(Available records begins)

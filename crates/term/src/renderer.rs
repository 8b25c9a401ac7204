//! TerminalRenderer: flushes a framebuffer to a real terminal.
//!
//! The first frame (and any frame after a size change) is a full redraw;
//! later frames only rewrite runs of cells that changed.

use std::io::{self, Write};

use anyhow::Result;

use crossterm::{
    cursor,
    style::{Attribute, Print, ResetColor, SetAttribute, SetBackgroundColor, SetForegroundColor},
    terminal, QueueableCommand,
};

use crate::fb::{CellStyle, FrameBuffer};

pub struct TerminalRenderer {
    stdout: io::Stdout,
    last: Option<FrameBuffer>,
    buf: Vec<u8>,
}

impl Default for TerminalRenderer {
    fn default() -> Self {
        Self::new()
    }
}

impl TerminalRenderer {
    pub fn new() -> Self {
        Self {
            stdout: io::stdout(),
            last: None,
            buf: Vec::with_capacity(16 * 1024),
        }
    }

    /// Switch to raw mode on the alternate screen with the cursor hidden.
    pub fn enter(&mut self) -> Result<()> {
        terminal::enable_raw_mode()?;
        self.buf.clear();
        self.buf.queue(terminal::EnterAlternateScreen)?;
        self.buf.queue(cursor::Hide)?;
        self.buf.queue(terminal::DisableLineWrap)?;
        self.flush_buf()?;
        Ok(())
    }

    /// Undo everything `enter` did.
    pub fn exit(&mut self) -> Result<()> {
        self.buf.clear();
        self.buf.queue(ResetColor)?;
        self.buf.queue(SetAttribute(Attribute::Reset))?;
        self.buf.queue(terminal::EnableLineWrap)?;
        self.buf.queue(cursor::Show)?;
        self.buf.queue(terminal::LeaveAlternateScreen)?;
        self.flush_buf()?;
        terminal::disable_raw_mode()?;
        Ok(())
    }

    /// Force the next draw to be a full redraw.
    pub fn invalidate(&mut self) {
        self.last = None;
    }

    /// Draw a framebuffer, diffing against the previously drawn one.
    ///
    /// The drawn frame is swapped into internal state and the caller gets the
    /// previous frame back in `fb`, so one pair of buffers is reused forever.
    pub fn draw(&mut self, fb: &mut FrameBuffer) -> Result<()> {
        self.buf.clear();
        let mut prev = match self.last.take() {
            Some(prev) if prev.width() == fb.width() && prev.height() == fb.height() => {
                encode_diff_into(&prev, fb, &mut self.buf)?;
                prev
            }
            Some(mut prev) => {
                encode_full_into(fb, &mut self.buf)?;
                prev.resize(fb.width(), fb.height());
                prev
            }
            None => {
                encode_full_into(fb, &mut self.buf)?;
                FrameBuffer::new(fb.width(), fb.height())
            }
        };
        self.flush_buf()?;

        std::mem::swap(&mut prev, fb);
        self.last = Some(prev);
        Ok(())
    }

    fn flush_buf(&mut self) -> Result<()> {
        self.stdout.write_all(&self.buf)?;
        self.stdout.flush()?;
        Ok(())
    }
}

/// Encode a full-frame redraw into `out`.
pub fn encode_full_into(fb: &FrameBuffer, out: &mut Vec<u8>) -> Result<()> {
    out.queue(terminal::Clear(terminal::ClearType::All))?;
    out.queue(cursor::MoveTo(0, 0))?;

    let mut current_style: Option<CellStyle> = None;
    for y in 0..fb.height() {
        out.queue(cursor::MoveTo(0, y))?;
        for x in 0..fb.width() {
            let cell = fb.get(x, y).unwrap_or_default();
            if current_style != Some(cell.style) {
                apply_style_into(out, cell.style)?;
                current_style = Some(cell.style);
            }
            out.queue(Print(cell.ch))?;
        }
    }

    out.queue(ResetColor)?;
    out.queue(SetAttribute(Attribute::Reset))?;
    Ok(())
}

/// Encode only the changed runs between two equally sized frames into `out`.
pub fn encode_diff_into(prev: &FrameBuffer, next: &FrameBuffer, out: &mut Vec<u8>) -> Result<()> {
    let mut current_style: Option<CellStyle> = None;

    for (x, y, len) in changed_runs(prev, next) {
        out.queue(cursor::MoveTo(x, y))?;
        for dx in 0..len {
            let cell = next.get(x + dx, y).unwrap_or_default();
            if current_style != Some(cell.style) {
                apply_style_into(out, cell.style)?;
                current_style = Some(cell.style);
            }
            out.queue(Print(cell.ch))?;
        }
    }

    out.queue(ResetColor)?;
    out.queue(SetAttribute(Attribute::Reset))?;
    Ok(())
}

fn apply_style_into(out: &mut Vec<u8>, style: CellStyle) -> Result<()> {
    out.queue(SetAttribute(Attribute::Reset))?;
    out.queue(SetForegroundColor(style.fg))?;
    out.queue(SetBackgroundColor(style.bg))?;
    if style.bold {
        out.queue(SetAttribute(Attribute::Bold))?;
    }
    if style.reverse {
        out.queue(SetAttribute(Attribute::Reverse))?;
    }
    Ok(())
}

/// Horizontal runs `(x, y, len)` of cells that differ between two frames.
///
/// A size mismatch marks every row dirty.
fn changed_runs(prev: &FrameBuffer, next: &FrameBuffer) -> Vec<(u16, u16, u16)> {
    let w = next.width();
    let h = next.height();
    if prev.width() != w || prev.height() != h {
        return (0..h).map(|y| (0, y, w)).collect();
    }

    let mut runs = Vec::new();
    for y in 0..h {
        let mut x = 0;
        while x < w {
            if prev.get(x, y) == next.get(x, y) {
                x += 1;
                continue;
            }
            let start = x;
            while x < w && prev.get(x, y) != next.get(x, y) {
                x += 1;
            }
            runs.push((start, y, x - start));
        }
    }
    runs
}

(Available records ends)

## What to produce
Repeat exactly the lines of the listing above, from the one with "for y in 0..h" down to the one with "let start = x;"; both of those lines belong in the range.

## Reply to the exercise
    for y in 0..h {
        let mut x = 0;
        while x < w {
            if prev.get(x, y) == next.get(x, y) {
                x += 1;
                continue;
            }
            let start = x;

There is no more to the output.